No cenário ideal, o Reino Unido abandonava a União Europeia a 31 de outubro com tudo bem definido. No entanto, mesmo com acordo, poderiam existir problemas: «O acordo de Theresa May, no espetro comercial, era muito parecido com uma união aduaneira entre a União Europeia e o Reino Unido. O de Boris Johnson é menos voltado para aí, mas, ao mesmo tempo, dará maior flexibilidade para Londres negociar acordos comerciais com países terceiros. Numa análise imediata, pensamos que menos integração com o mercado comum pode ser um fator negativo no crescimento da economia britânica, pelo menos no curto a médio prazo. Logo, segundo esta lógica, o acordo conseguido por Johnson será, por agora, comercialmente menos positivo para o Reino Unido mas também para a União Europeia», diz o analista ao SOL.

 

Um cenário ‘duro’

No entanto, é provável que o acordo não passe este sábado no Parlamento – o Partido Democrata Unionista da Irlanda do Norte já anunciou que irá votar contra a proposta de Boris Johnson, deixando no ar a possibilidade de um novo adiamento. Esta hipótese é vista pelos mercados «como uma situação negativa e levaria a perdas na libra e no FTSE 250 [bolsa britânica]. Neste momento, os mercados vêm um Brexit com acordo como sendo, realisticamente, a melhor opção, já que um novo adiamento prolongaria a incerteza», refere Ricardo Evangelista.

A possibilidade de um Brexit duro, ou seja, sem acordo, traria muitas consequências para o mundo financeiro britânico e europeu. «Muitas empresas que estão agora sediadas no Reino Unido ver-se-iam obrigadas a mudar para um outro país dentro da União Europeia, de forma a evitar restrições no acesso ao mercado único», exemplifica o especialista.

E este não seria o único problema. Com uma saída negociada, existirá um período de transição de um ano, que permitirá realizar os ajustes necessários para que tudo corra bem para ambas as partes.
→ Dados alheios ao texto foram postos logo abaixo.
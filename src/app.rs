mod browser;
mod controls;
mod header;
mod homepage;
mod progress;
mod resume;
mod reveal;

use leptos::prelude::*;
use leptos_meta::*;
use leptos_router::{components::*, path};

use crate::content::portfolio;
use homepage::HomePage;

pub fn shell(options: LeptosOptions) -> impl IntoView {
    view! {
        <!DOCTYPE html>
        <html lang="en">
            <head>
                <meta charset="utf-8" />
                <meta name="viewport" content="width=device-width, initial-scale=1" />
                <AutoReload options=options.clone() />
                <HydrationScripts options />
                <link rel="stylesheet" id="leptos" href="/pkg/portfolio-site.css" />
                <MetaTags />
            </head>
            <body class="font-sans antialiased">
                <App />
            </body>
        </html>
    }
}

#[component]
pub fn App() -> impl IntoView {
    // Provides context that manages stylesheets, titles, meta tags, etc.
    provide_meta_context();

    let meta = portfolio().ok().map(|p| &p.meta);

    view! {
        {meta
            .map(|meta| {
                view! {
                    <Title text=meta.title.clone() />
                    <Meta name="description" content=meta.description.clone() />
                }
            })}
        <Router>
            <main>
                <Routes fallback=|| "Page not found.".into_view()>
                    <Route path=path!("/") view=HomePage />
                </Routes>
            </main>
        </Router>
    }
}
//! Scroll progress and the spring that smooths it for display.

/// Largest frame delta fed to the spring, in seconds.
const MAX_FRAME_DELTA: f64 = 0.064;
/// Integration sub-step, in seconds.
const MAX_SUBSTEP: f64 = 0.004;

/// Maps a vertical scroll offset to a completion ratio in `[0, 1]`.
///
/// A document without scrollable overflow has a ratio of 0.
pub fn scroll_ratio(offset: f64, max_offset: f64) -> f64 {
    if !offset.is_finite() || !max_offset.is_finite() || max_offset <= 0.0 {
        return 0.0;
    }
    (offset / max_offset).clamp(0.0, 1.0)
}

#[derive(Debug, Clone, Copy, PartialEq)]
pub struct SpringConfig {
    pub stiffness: f64,
    pub damping: f64,
    pub mass: f64,
    /// Distance to the target below which the spring may settle.
    pub rest_delta: f64,
    /// Speed below which the spring may settle.
    pub rest_speed: f64,
}

impl Default for SpringConfig {
    fn default() -> Self {
        Self {
            stiffness: 100.0,
            damping: 30.0,
            mass: 1.0,
            rest_delta: 0.001,
            rest_speed: 0.01,
        }
    }
}

#[derive(Debug, Clone, Copy, PartialEq)]
pub struct SpringStep {
    pub value: f64,
    pub velocity: f64,
    pub at_rest: bool,
}

/// Advances a damped spring pulling `current` toward `target` by `dt` seconds.
///
/// Once both the remaining distance and the speed fall under the configured
/// rest thresholds the value snaps onto the target with zero velocity.
pub fn spring_step(
    current: f64,
    target: f64,
    velocity: f64,
    dt: f64,
    config: &SpringConfig,
) -> SpringStep {
    let dt = if dt.is_finite() {
        dt.clamp(0.0, MAX_FRAME_DELTA)
    } else {
        0.0
    };
    let mass = if config.mass > 0.0 { config.mass } else { 1.0 };
    let steps = (dt / MAX_SUBSTEP).ceil().max(1.0) as usize;
    let h = dt / steps as f64;

    let mut value = current;
    let mut velocity = velocity;
    for _ in 0..steps {
        let force = -config.stiffness * (value - target) - config.damping * velocity;
        velocity += force / mass * h;
        value += velocity * h;
    }

    if (target - value).abs() <= config.rest_delta && velocity.abs() <= config.rest_speed {
        SpringStep {
            value: target,
            velocity: 0.0,
            at_rest: true,
        }
    } else {
        SpringStep {
            value,
            velocity,
            at_rest: false,
        }
    }
}

#[derive(Debug, Clone)]
pub struct Spring {
    config: SpringConfig,
    value: f64,
    velocity: f64,
    target: f64,
    at_rest: bool,
}

impl Spring {
    pub fn new(config: SpringConfig, initial: f64) -> Self {
        Self {
            config,
            value: initial,
            velocity: 0.0,
            target: initial,
            at_rest: true,
        }
    }

    pub fn set_target(&mut self, target: f64) {
        if target != self.target {
            self.target = target;
            self.at_rest = false;
        }
    }

    /// Returns true if the displayed value moved.
    pub fn tick(&mut self, dt: f64) -> bool {
        if self.at_rest {
            return false;
        }
        let step = spring_step(self.value, self.target, self.velocity, dt, &self.config);
        let changed = step.value != self.value;
        self.value = step.value;
        self.velocity = step.velocity;
        self.at_rest = step.at_rest;
        changed
    }

    pub fn value(&self) -> f64 {
        self.value
    }

    pub fn target(&self) -> f64 {
        self.target
    }

    pub fn is_at_rest(&self) -> bool {
        self.at_rest
    }
}

/// Raw scroll ratio plus its spring-smoothed display value.
#[derive(Debug, Clone)]
pub struct ScrollProgress {
    raw: f64,
    spring: Spring,
}

impl Default for ScrollProgress {
    fn default() -> Self {
        Self::new(SpringConfig::default())
    }
}

impl ScrollProgress {
    pub fn new(config: SpringConfig) -> Self {
        Self {
            raw: 0.0,
            spring: Spring::new(config, 0.0),
        }
    }

    pub fn sample(&mut self, offset: f64, max_offset: f64) {
        self.raw = scroll_ratio(offset, max_offset);
        self.spring.set_target(self.raw);
    }

    pub fn tick(&mut self, dt: f64) -> bool {
        self.spring.tick(dt)
    }

    pub fn raw(&self) -> f64 {
        self.raw
    }

    pub fn smoothed(&self) -> f64 {
        self.spring.value()
    }

    pub fn is_settled(&self) -> bool {
        self.spring.is_at_rest()
    }
}
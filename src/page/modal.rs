use thiserror::Error;

use super::PageState;
use crate::content::ResumeResource;

/// Opens remote resources in the browsing environment.
///
/// Both calls are fire-and-forget; failures surface only in the browser's own UI.
pub trait ResourceOpener: Send + Sync {
    fn download(&self, url: &str, file_name: &str);
    fn open_external(&self, url: &str);
}

#[derive(Error, Debug, Clone, Copy, PartialEq, Eq)]
pub enum ModalError {
    #[error("resume dialog is not open")]
    NotOpen,
}

pub struct ResumeModal {
    opener: Box<dyn ResourceOpener>,
    resource: ResumeResource,
}

impl ResumeModal {
    pub fn new(opener: Box<dyn ResourceOpener>, resource: ResumeResource) -> Self {
        Self { opener, resource }
    }

    pub fn resource(&self) -> &ResumeResource {
        &self.resource
    }

    pub fn is_open(&self, state: &PageState) -> bool {
        state.resume_modal_open()
    }

    pub fn open(&self, state: &mut PageState) {
        state.set_resume_modal_open(true);
    }

    pub fn close(&self, state: &mut PageState) {
        state.set_resume_modal_open(false);
    }

    /// Downloads the resume under its configured file name, then closes.
    pub fn download(&self, state: &mut PageState) -> Result<(), ModalError> {
        self.ensure_open(state)?;
        log::debug!("downloading resume as {}", self.resource.file_name);
        self.opener
            .download(&self.resource.url, &self.resource.file_name);
        self.close(state);
        Ok(())
    }

    /// Opens the resume in a new browsing context, then closes.
    pub fn view_online(&self, state: &mut PageState) -> Result<(), ModalError> {
        self.ensure_open(state)?;
        log::debug!("opening resume at {}", self.resource.url);
        self.opener.open_external(&self.resource.url);
        self.close(state);
        Ok(())
    }

    fn ensure_open(&self, state: &PageState) -> Result<(), ModalError> {
        if self.is_open(state) {
            Ok(())
        } else {
            Err(ModalError::NotOpen)
        }
    }
}

#[cfg(test)]
mod tests {
    use super::*;
    use crate::page::testing::{FakeOpener, Opened};

    const RESUME_URL: &str = "https://files.example.com/cv/resume.pdf";

    fn modal() -> (ResumeModal, FakeOpener) {
        let opener = FakeOpener::default();
        let resource = ResumeResource {
            url: RESUME_URL.to_string(),
            file_name: "Bilal_Iftikhar_Resume.pdf".to_string(),
        };
        (ResumeModal::new(Box::new(opener.clone()), resource), opener)
    }

    #[test]
    fn test_open_close_round_trip() {
        let (modal, _) = modal();
        let mut state = PageState::new();

        let before = modal.is_open(&state);
        modal.open(&mut state);
        assert!(modal.is_open(&state));
        modal.close(&mut state);
        assert_eq!(modal.is_open(&state), before);
    }

    #[test]
    fn test_download() {
        let (modal, opener) = modal();
        let mut state = PageState::new();

        modal.open(&mut state);
        modal.download(&mut state).unwrap();

        assert!(!modal.is_open(&state));
        assert_eq!(
            opener.calls(),
            vec![Opened::Download {
                url: RESUME_URL.to_string(),
                file_name: "Bilal_Iftikhar_Resume.pdf".to_string(),
            }]
        );
    }

    #[test]
    fn test_view_online() {
        let (modal, opener) = modal();
        let mut state = PageState::new();

        modal.open(&mut state);
        modal.view_online(&mut state).unwrap();

        assert!(!modal.is_open(&state));
        assert_eq!(
            opener.calls(),
            vec![Opened::External {
                url: RESUME_URL.to_string()
            }]
        );
    }

    #[test]
    fn test_actions_require_open_dialog() {
        let (modal, opener) = modal();
        let mut state = PageState::new();

        assert_eq!(modal.download(&mut state), Err(ModalError::NotOpen));
        assert_eq!(modal.view_online(&mut state), Err(ModalError::NotOpen));
        assert!(opener.calls().is_empty());
        assert!(!modal.is_open(&state));
    }

    #[test]
    fn test_actions_leave_menu_alone() {
        let (modal, _) = modal();
        let mut state = PageState::new();
        state.set_menu_open(true);

        modal.open(&mut state);
        modal.download(&mut state).unwrap();

        assert!(state.menu_open());
    }
}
Num cenário de uma saída imediata, sem acordo, existiria um «choque económico imediato», explica Ricardo Evangelista: «filas enormes nas alfândegas, falta de produtos essenciais – uma confusão enorme com um impacto negativo sobre a economia que é difícil de calcular».

Num caso de Brexit duro, os problemas iriam sentir-se também a nível comercial, político, nos serviços financeiros, entre outros: «as trocas comerciais, por exemplo, teriam que se fazer de acordo com os termos da Organização Mundial do Comércio», acrescenta o especialista.

«A incerteza quanto ao desfecho do Brexit não tem sido positiva para a União Europeia e, por conseguinte, para Portugal. Num contexto global condicionado por políticas protecionistas que são vistas como a principal ameaça ao crescimento da economia global, e das principais economias da Europa em particular, uma solução negociada, que mantenha uma relação positiva num cenário de pós-Brexit, deverá ter um impacto positivo», conclui.

 

Impacto em Portugal

O Brexit não está a ser encarada pelo Governo português de ânimo leve. Numa entrevista ao Jornal de Negócios, o ministro dos Negócios Estrangeiro, Augusto Santos Silva, lembrou que o Reino Unido é «o quarto país de exportação de bens portugueses, é o primeiro mercado emissor de turistas e o oitavo fornecedor de bens. Isto mostra a importância de uma relação tão fluida e fácil quanto possível».

Além disso, existem, segundo Santos Silva, «cerca de 300 mil» portugueses a residir no Reino Unido e «162.500 já se candidataram à autorização de residência».